To look at Waxman you’d think they were beach bullies kicking sand in a little guy’s face. He looks like 5 feet 5 inches of mediocrity. The three words journalists most often use to describe him are “short, bald and pudgy.” He drives a 6-year-old, light blue Toyota that is neither flashy nor a junker. He is a devoted family man, soft-spoken, very religious, keeps kosher. His standard busy-day lunch is tuna on wheat toast with an apple. Ho hum. No pets, no vices, hardly ever yells.

But behind the doors of Congress, Henry Waxman can be ruthless. Critics likened his treatment of the Tobacco Seven to Joe McCarthy, a show trial intended to bring a powerful industry publicly to its knees. Sen. Alan Simpson, a Wyoming Republican, is said to have once tottered out of an all-night conference session to declare Waxman “tougher than a boiled owl.” His Democratic ally, Rep. George Miller of Martinez, Calif., once quipped to a Washington political journal that he thought Waxman’s first name was “sonuvabitch,” because everyone on the Budget Committee kept asking “Do you know what that sonuvabitch Waxman wants now?”

Still, few could blame this 56-year-old, 11-term Democrat if he took this whole Republican revolution thing personally and went home. Plenty of his fellow Democrats have done precisely that, unwilling or unable to adjust to a House they do not control for the first time in four decades.

Advertisement

But a surrender so early in the game would be characteristically un-Waxman. Known as one of the scrappiest members of Congress, he has never been one to shrink from a fight, whether it be with Democrats who outranked him or a Republican President. So if he can no longer grill tobacco executives on network TV, he unobtrusively reads into the Congressional Record incriminating documents that might be used to expand the FDA’s right to regulate tobacco. If he cannot dictate the committee agenda to increase entitlements for the nursing homes’ elderly, he can work the halls of the Senate, reminding moderate Republicans of the horrors of bedsores and neglect, of over-drugging that is cheaper than quality care.

*

“If you believe in things, then you fight for those positions,” Waxman said, his frame enveloped in a blue leather chair in his Washington office, the Capitol dome luminescent in the autumn air behind him. “People asked me after the Republicans got control of Congress how it feels not to get my way anymore. And I said, wait a minute, I didn’t always get my way before. I believe in continuing to make the arguments and fight the fights and figure out where the opportunities are.”

He is scrambling to find a strategy that works. The goal now is not to advance legislation for the poor, pregnant, elderly and disabled, but to--in the words of one Waxman aide--”make things less worse.”

And to wait for the inherent volatility of national politics to explode again.
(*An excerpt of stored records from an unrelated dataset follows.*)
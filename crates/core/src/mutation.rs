// SPDX-License-Identifier: MIT
// Copyright (c) 2026 Alfred Jean LLC

//! Queued mutations and their lifecycle.
//!
//! A [`MutationRecord`] is one durable queue entry. Its payload is kept as an
//! opaque JSON blob at the storage boundary and decoded into a typed
//! [`Mutation`] as soon as it is dequeued.
//!
//! Lifecycle: `pending → syncing → {completed | pending (retry) | failed}`.

use chrono::{DateTime, Utc};
use serde::{Deserialize, Serialize};
use std::fmt;
use std::str::FromStr;

use crate::entity::{EntityFields, EntityKind, Table};
use crate::error::{Error, Result};

/// Create, update or delete.
#[derive(Debug, Clone, Copy, PartialEq, Eq, Hash, Serialize, Deserialize)]
#[serde(rename_all = "snake_case")]
pub enum Verb {
    Create,
    Update,
    Delete,
}

/// The closed set of mutations that can be queued.
#[derive(Debug, Clone, Copy, PartialEq, Eq, Hash, Serialize, Deserialize)]
#[serde(rename_all = "snake_case")]
pub enum OperationType {
    CreateWorkout,
    UpdateWorkout,
    DeleteWorkout,
    CreateExercise,
    UpdateExercise,
    DeleteExercise,
}

impl OperationType {
    /// All operation types, in declaration order.
    pub const ALL: [OperationType; 6] = [
        OperationType::CreateWorkout,
        OperationType::UpdateWorkout,
        OperationType::DeleteWorkout,
        OperationType::CreateExercise,
        OperationType::UpdateExercise,
        OperationType::DeleteExercise,
    ];

    /// Builds the operation for a verb applied to an entity kind.
    pub fn new(verb: Verb, kind: EntityKind) -> Self {
        match (verb, kind) {
            (Verb::Create, EntityKind::Workout) => OperationType::CreateWorkout,
            (Verb::Update, EntityKind::Workout) => OperationType::UpdateWorkout,
            (Verb::Delete, EntityKind::Workout) => OperationType::DeleteWorkout,
            (Verb::Create, EntityKind::Exercise) => OperationType::CreateExercise,
            (Verb::Update, EntityKind::Exercise) => OperationType::UpdateExercise,
            (Verb::Delete, EntityKind::Exercise) => OperationType::DeleteExercise,
        }
    }

    /// Returns the string representation used in storage and display.
    pub fn as_str(&self) -> &'static str {
        match self {
            OperationType::CreateWorkout => "create_workout",
            OperationType::UpdateWorkout => "update_workout",
            OperationType::DeleteWorkout => "delete_workout",
            OperationType::CreateExercise => "create_exercise",
            OperationType::UpdateExercise => "update_exercise",
            OperationType::DeleteExercise => "delete_exercise",
        }
    }

    pub fn verb(&self) -> Verb {
        match self {
            OperationType::CreateWorkout | OperationType::CreateExercise => Verb::Create,
            OperationType::UpdateWorkout | OperationType::UpdateExercise => Verb::Update,
            OperationType::DeleteWorkout | OperationType::DeleteExercise => Verb::Delete,
        }
    }

    pub fn kind(&self) -> EntityKind {
        match self {
            OperationType::CreateWorkout
            | OperationType::UpdateWorkout
            | OperationType::DeleteWorkout => EntityKind::Workout,
            OperationType::CreateExercise
            | OperationType::UpdateExercise
            | OperationType::DeleteExercise => EntityKind::Exercise,
        }
    }

    /// Returns the remote table this operation is routed to.
    pub fn table(&self) -> Table {
        self.kind().table()
    }
}

impl fmt::Display for OperationType {
    fn fmt(&self, f: &mut fmt::Formatter<'_>) -> fmt::Result {
        write!(f, "{}", self.as_str())
    }
}

impl FromStr for OperationType {
    type Err = Error;

    fn from_str(s: &str) -> Result<Self> {
        let normalized = s.trim().to_lowercase().replace('-', "_");
        OperationType::ALL
            .into_iter()
            .find(|op| op.as_str() == normalized)
            .ok_or_else(|| Error::InvalidOperation(s.to_string()))
    }
}

/// Position of a record in the sync state machine.
#[derive(Debug, Clone, Copy, PartialEq, Eq, Hash, Serialize, Deserialize)]
#[serde(rename_all = "snake_case")]
pub enum MutationStatus {
    /// Waiting for the next drain.
    Pending,
    /// Claimed by a drain and being applied.
    Syncing,
    /// Applied remotely; kept until the retention sweep.
    Completed,
    /// Retry budget exhausted or permanently rejected. Only a manual retry
    /// moves it back to pending.
    Failed,
}

impl MutationStatus {
    /// Returns the string representation used in storage and display.
    pub fn as_str(&self) -> &'static str {
        match self {
            MutationStatus::Pending => "pending",
            MutationStatus::Syncing => "syncing",
            MutationStatus::Completed => "completed",
            MutationStatus::Failed => "failed",
        }
    }
}

impl fmt::Display for MutationStatus {
    fn fmt(&self, f: &mut fmt::Formatter<'_>) -> fmt::Result {
        write!(f, "{}", self.as_str())
    }
}

impl FromStr for MutationStatus {
    type Err = Error;

    fn from_str(s: &str) -> Result<Self> {
        match s.to_lowercase().as_str() {
            "pending" => Ok(MutationStatus::Pending),
            "syncing" => Ok(MutationStatus::Syncing),
            "completed" => Ok(MutationStatus::Completed),
            "failed" => Ok(MutationStatus::Failed),
            _ => Err(Error::InvalidStatus(s.to_string())),
        }
    }
}

/// One durable queue entry.
#[derive(Debug, Clone, PartialEq, Serialize)]
pub struct MutationRecord {
    /// Local queue id, assigned by the store.
    pub id: i64,
    pub operation: OperationType,
    /// Routing key for the remote apply layer. Always equal to
    /// `operation.table()` for well-formed rows.
    pub table: Table,
    /// Logical id of the entity being mutated.
    pub record_id: String,
    /// Sanitized JSON snapshot (or `{"id": ..}` for deletes).
    pub payload: String,
    /// FIFO ordering key.
    pub enqueued_at: DateTime<Utc>,
    pub retry_count: u32,
    pub status: MutationStatus,
    /// Message from the most recent failed apply attempt.
    #[serde(skip_serializing_if = "Option::is_none")]
    pub last_error: Option<String>,
    /// When the remote acknowledged the record; retention counts from here.
    #[serde(skip_serializing_if = "Option::is_none")]
    pub completed_at: Option<DateTime<Utc>>,
}

impl MutationRecord {
    /// Decodes the stored payload into a typed mutation.
    pub fn decode(&self) -> Result<Mutation> {
        if self.table != self.operation.table() {
            return Err(Error::CorruptedData(format!(
                "queue record {} routes {} to table {}",
                self.id, self.operation, self.table
            )));
        }

        let kind = self.operation.kind();
        match self.operation.verb() {
            Verb::Create => {
                let mut record = EntityFields::from_json(kind, &self.payload)?;
                record.set_id(&self.record_id);
                Ok(Mutation::Create(record))
            }
            Verb::Update => {
                let mut patch = EntityFields::from_json(kind, &self.payload)?;
                patch.set_id(&self.record_id);
                Ok(Mutation::Update {
                    id: self.record_id.clone(),
                    patch,
                })
            }
            Verb::Delete => Ok(Mutation::Delete {
                table: self.table,
                id: self.record_id.clone(),
            }),
        }
    }
}

/// A decoded, typed mutation ready to hand to the remote apply layer.
#[derive(Debug, Clone, PartialEq)]
pub enum Mutation {
    Create(EntityFields),
    Update { id: String, patch: EntityFields },
    Delete { table: Table, id: String },
}

impl Mutation {
    pub fn table(&self) -> Table {
        match self {
            Mutation::Create(record) => record.kind().table(),
            Mutation::Update { patch, .. } => patch.kind().table(),
            Mutation::Delete { table, .. } => *table,
        }
    }
}

#[cfg(test)]
#[path = "mutation_tests.rs"]
mod tests;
Wasn’t that George Bush, popularity surging after the Persian Gulf War, declared unbeatable by the pundits in 1991? Wasn’t that the Democratic Party, newly in control of Congress and the presidency, thought to be invincible in 1993?

With his Westside district devotedly Democratic and his coffers overflowing, Henry Waxman has the luxury of time. And, unlike his frustrated colleague, 20-year veteran Rep. Anthony Beilenson (D-Los Angeles), who announced Wednesday that he is not running for reelection when his term ends, Waxman is hanging in there.
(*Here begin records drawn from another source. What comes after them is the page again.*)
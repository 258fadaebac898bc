// SPDX-License-Identifier: MIT
// Copyright (c) 2026 Alfred Jean LLC

pub mod init;
pub mod list;
pub mod mutate;
pub mod status;
pub mod sync;
pub mod watch;

use std::sync::Arc;
use std::time::Duration;

use liftlog_core::{ConnectivityMonitor, QueueStore, SyncEvent, SyncManager};
use tokio::sync::broadcast;

use crate::config::{find_work_dir, queue_db_path, Config};
use crate::error::Result;
use crate::sync::{probe, WebSocketRemote};

/// Sync manager as wired up by the CLI.
pub type Manager = SyncManager<WebSocketRemote>;

/// Helper to open the queue and sync manager from the current context.
///
/// Connectivity is seeded by a single reachability probe. Without a
/// configured remote the manager is permanently offline.
pub async fn open_manager() -> Result<(Manager, Config)> {
    let work_dir = find_work_dir()?;
    let config = Config::load(&work_dir)?;
    let store = QueueStore::open(&queue_db_path(&work_dir))?;

    let online = match &config.remote {
        Some(remote) => probe(&remote.url, remote.probe_timeout()).await,
        None => false,
    };
    let remote = WebSocketRemote::new(config.remote_url().unwrap_or_default());
    let monitor = Arc::new(ConnectivityMonitor::new(online));

    let manager = SyncManager::new(store, remote, monitor, config.sync.to_sync_config())?;
    Ok((manager, config))
}

/// Wait for the outcome of a drain announced on `events`.
///
/// Returns `None` if nothing conclusive arrives within `limit`.
pub async fn wait_for_outcome(
    events: &mut broadcast::Receiver<SyncEvent>,
    limit: Duration,
) -> Option<SyncEvent> {
    let outcome = async {
        loop {
            match events.recv().await {
                Ok(SyncEvent::Started { .. }) => continue,
                Ok(event) => return Some(event),
                Err(broadcast::error::RecvError::Lagged(_)) => continue,
                Err(broadcast::error::RecvError::Closed) => return None,
            }
        }
    };
    tokio::time::timeout(limit, outcome).await.ok().flatten()
}

/// Upper bound for one drain of `manager`.
pub fn drain_budget(manager: &Manager) -> Duration {
    let config = manager.config();
    let per_record = config.apply_timeout.unwrap_or(Duration::from_secs(30));
    let records = u32::try_from(config.batch_size).unwrap_or(u32::MAX);
    per_record.saturating_mul(records).saturating_add(Duration::from_secs(1))
}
“Even if they succeed in repealing his legislation, he’ll be back,” press secretary Phil Schiliro said in a House office cafeteria that, in further irony, reeked of smoke. “Maybe next year or the year after or the year after that, he knows one day he’ll chair the Commerce Committee. And if they skew the system against the poor or the middle class, he knows he’ll be able to take care of it. He’s done it against the odds in the past. He’ll do it again.”